* Task prompt *
Stop after the line containing "return Ok(Some(read_config_file(path)?));"; retype every line of the data before it exactly, starting from the first.
────
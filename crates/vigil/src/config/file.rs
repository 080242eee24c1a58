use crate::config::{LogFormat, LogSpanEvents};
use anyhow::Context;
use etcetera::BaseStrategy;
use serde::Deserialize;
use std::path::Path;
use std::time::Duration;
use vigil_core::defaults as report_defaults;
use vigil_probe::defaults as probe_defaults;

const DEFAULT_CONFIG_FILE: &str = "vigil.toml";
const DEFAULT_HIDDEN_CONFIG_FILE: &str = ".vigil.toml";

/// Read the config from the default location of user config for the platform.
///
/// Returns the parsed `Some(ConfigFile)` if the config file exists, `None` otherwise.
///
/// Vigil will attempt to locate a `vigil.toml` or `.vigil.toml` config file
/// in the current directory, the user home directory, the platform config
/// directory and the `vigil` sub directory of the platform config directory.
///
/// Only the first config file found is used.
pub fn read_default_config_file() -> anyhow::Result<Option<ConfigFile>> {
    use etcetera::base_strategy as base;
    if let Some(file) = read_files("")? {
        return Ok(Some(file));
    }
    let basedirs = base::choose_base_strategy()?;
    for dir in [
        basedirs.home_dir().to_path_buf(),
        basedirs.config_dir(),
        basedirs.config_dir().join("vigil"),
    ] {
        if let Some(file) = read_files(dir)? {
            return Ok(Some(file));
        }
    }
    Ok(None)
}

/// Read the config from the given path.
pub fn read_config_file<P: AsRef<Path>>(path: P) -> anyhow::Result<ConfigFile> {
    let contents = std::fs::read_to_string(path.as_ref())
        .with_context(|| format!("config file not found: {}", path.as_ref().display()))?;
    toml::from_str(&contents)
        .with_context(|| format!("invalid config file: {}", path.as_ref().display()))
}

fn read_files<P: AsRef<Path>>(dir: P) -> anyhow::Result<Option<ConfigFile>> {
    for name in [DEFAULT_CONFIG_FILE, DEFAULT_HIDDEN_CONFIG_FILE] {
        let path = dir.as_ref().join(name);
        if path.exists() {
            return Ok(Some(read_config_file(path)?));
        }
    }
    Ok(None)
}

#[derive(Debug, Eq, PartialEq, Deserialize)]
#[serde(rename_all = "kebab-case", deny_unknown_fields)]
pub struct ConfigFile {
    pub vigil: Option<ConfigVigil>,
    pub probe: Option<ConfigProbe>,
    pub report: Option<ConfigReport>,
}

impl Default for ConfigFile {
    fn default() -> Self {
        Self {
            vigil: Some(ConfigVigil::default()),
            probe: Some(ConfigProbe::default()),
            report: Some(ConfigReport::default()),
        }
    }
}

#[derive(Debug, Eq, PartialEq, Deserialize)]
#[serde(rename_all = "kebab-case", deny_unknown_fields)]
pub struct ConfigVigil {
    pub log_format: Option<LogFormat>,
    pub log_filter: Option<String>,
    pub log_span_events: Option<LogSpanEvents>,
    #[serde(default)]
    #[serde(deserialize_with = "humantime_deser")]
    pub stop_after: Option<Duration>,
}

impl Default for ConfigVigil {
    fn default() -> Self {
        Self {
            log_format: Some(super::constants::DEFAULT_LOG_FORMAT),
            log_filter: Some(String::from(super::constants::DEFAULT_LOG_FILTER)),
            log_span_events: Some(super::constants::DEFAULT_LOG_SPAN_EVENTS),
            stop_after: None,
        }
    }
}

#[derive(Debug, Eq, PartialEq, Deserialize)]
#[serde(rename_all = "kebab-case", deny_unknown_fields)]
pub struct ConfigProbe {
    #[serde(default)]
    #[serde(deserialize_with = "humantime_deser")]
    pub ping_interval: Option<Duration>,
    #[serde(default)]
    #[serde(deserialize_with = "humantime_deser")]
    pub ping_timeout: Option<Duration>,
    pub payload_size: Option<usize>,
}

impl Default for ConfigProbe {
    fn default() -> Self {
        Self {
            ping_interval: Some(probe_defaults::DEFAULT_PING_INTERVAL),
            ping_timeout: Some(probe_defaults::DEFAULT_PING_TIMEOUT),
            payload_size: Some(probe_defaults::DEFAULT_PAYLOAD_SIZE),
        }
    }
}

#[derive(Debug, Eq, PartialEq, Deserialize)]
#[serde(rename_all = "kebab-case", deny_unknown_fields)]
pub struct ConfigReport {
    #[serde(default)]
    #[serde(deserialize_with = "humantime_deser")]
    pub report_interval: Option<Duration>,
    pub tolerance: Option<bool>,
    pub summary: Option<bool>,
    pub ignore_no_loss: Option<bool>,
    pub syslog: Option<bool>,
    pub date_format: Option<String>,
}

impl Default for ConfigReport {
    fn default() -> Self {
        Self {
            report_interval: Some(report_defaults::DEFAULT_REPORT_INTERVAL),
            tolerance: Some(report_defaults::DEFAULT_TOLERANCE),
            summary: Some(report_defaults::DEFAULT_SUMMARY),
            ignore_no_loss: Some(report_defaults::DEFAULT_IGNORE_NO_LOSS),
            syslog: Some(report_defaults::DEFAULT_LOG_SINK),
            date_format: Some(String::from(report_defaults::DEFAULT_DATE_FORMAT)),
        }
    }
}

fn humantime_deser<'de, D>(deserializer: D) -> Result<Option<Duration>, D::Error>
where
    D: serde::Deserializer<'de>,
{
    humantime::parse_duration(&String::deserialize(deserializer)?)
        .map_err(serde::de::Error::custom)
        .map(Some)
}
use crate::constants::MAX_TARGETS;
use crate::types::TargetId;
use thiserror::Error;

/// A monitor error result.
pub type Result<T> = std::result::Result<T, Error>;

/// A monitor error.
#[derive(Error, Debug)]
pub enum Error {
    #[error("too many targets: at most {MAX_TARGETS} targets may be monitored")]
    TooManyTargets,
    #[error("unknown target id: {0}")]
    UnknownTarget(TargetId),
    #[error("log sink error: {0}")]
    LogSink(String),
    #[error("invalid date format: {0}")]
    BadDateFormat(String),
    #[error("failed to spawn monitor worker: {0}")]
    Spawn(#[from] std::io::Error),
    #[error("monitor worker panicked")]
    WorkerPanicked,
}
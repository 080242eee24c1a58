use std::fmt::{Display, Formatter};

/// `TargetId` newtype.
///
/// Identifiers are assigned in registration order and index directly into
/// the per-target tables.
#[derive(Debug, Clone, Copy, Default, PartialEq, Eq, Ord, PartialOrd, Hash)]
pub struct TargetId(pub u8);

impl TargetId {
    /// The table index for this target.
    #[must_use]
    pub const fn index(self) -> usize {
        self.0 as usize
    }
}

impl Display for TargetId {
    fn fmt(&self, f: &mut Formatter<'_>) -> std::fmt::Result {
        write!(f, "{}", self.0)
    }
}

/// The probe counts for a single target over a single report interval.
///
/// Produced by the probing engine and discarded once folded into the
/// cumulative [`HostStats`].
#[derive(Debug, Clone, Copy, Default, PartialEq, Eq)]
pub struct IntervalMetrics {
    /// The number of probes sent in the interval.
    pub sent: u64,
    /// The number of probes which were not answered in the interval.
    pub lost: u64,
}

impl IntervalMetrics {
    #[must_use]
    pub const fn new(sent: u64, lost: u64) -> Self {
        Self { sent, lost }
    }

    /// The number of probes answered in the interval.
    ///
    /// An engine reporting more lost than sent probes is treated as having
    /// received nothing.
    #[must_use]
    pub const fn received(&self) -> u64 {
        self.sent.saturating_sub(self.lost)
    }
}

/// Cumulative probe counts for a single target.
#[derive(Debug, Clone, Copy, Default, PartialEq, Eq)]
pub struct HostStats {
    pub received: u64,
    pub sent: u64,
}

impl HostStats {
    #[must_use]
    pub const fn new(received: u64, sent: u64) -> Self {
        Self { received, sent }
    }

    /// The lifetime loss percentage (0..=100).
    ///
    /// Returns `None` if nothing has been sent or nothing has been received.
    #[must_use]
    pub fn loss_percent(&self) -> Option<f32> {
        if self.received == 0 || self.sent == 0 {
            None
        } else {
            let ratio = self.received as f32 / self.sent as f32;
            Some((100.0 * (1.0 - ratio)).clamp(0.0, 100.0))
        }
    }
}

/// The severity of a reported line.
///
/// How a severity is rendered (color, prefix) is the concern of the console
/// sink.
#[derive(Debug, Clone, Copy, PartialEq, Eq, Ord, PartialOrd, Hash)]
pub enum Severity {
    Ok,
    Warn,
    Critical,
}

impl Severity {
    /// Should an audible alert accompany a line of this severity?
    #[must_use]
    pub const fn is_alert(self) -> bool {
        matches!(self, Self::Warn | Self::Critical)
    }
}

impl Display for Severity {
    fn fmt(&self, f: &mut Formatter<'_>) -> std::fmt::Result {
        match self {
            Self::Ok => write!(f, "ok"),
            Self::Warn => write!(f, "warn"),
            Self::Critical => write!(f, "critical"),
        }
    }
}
────
* Exercise output *
filename crates/vigil/src/config/file.rs
repository 080242eee24c1a58
use crate::config::{LogFormat, LogSpanEvents};
use anyhow::Context;
use etcetera::BaseStrategy;
use serde::Deserialize;
use std::path::Path;
use std::time::Duration;
use vigil_core::defaults as report_defaults;
use vigil_probe::defaults as probe_defaults;

const DEFAULT_CONFIG_FILE: &str = "vigil.toml";
const DEFAULT_HIDDEN_CONFIG_FILE: &str = ".vigil.toml";

/// Read the config from the default location of user config for the platform.
///
/// Returns the parsed `Some(ConfigFile)` if the config file exists, `None` otherwise.
///
/// Vigil will attempt to locate a `vigil.toml` or `.vigil.toml` config file
/// in the current directory, the user home directory, the platform config
/// directory and the `vigil` sub directory of the platform config directory.
///
/// Only the first config file found is used.
pub fn read_default_config_file() -> anyhow::Result<Option<ConfigFile>> {
    use etcetera::base_strategy as base;
    if let Some(file) = read_files("")? {
        return Ok(Some(file));
    }
    let basedirs = base::choose_base_strategy()?;
    for dir in [
        basedirs.home_dir().to_path_buf(),
        basedirs.config_dir(),
        basedirs.config_dir().join("vigil"),
    ] {
        if let Some(file) = read_files(dir)? {
            return Ok(Some(file));
        }
    }
    Ok(None)
}

/// Read the config from the given path.
pub fn read_config_file<P: AsRef<Path>>(path: P) -> anyhow::Result<ConfigFile> {
    let contents = std::fs::read_to_string(path.as_ref())
        .with_context(|| format!("config file not found: {}", path.as_ref().display()))?;
    toml::from_str(&contents)
        .with_context(|| format!("invalid config file: {}", path.as_ref().display()))
}

fn read_files<P: AsRef<Path>>(dir: P) -> anyhow::Result<Option<ConfigFile>> {
    for name in [DEFAULT_CONFIG_FILE, DEFAULT_HIDDEN_CONFIG_FILE] {
        let path = dir.as_ref().join(name);
        if path.exists() {
            return Ok(Some(read_config_file(path)?));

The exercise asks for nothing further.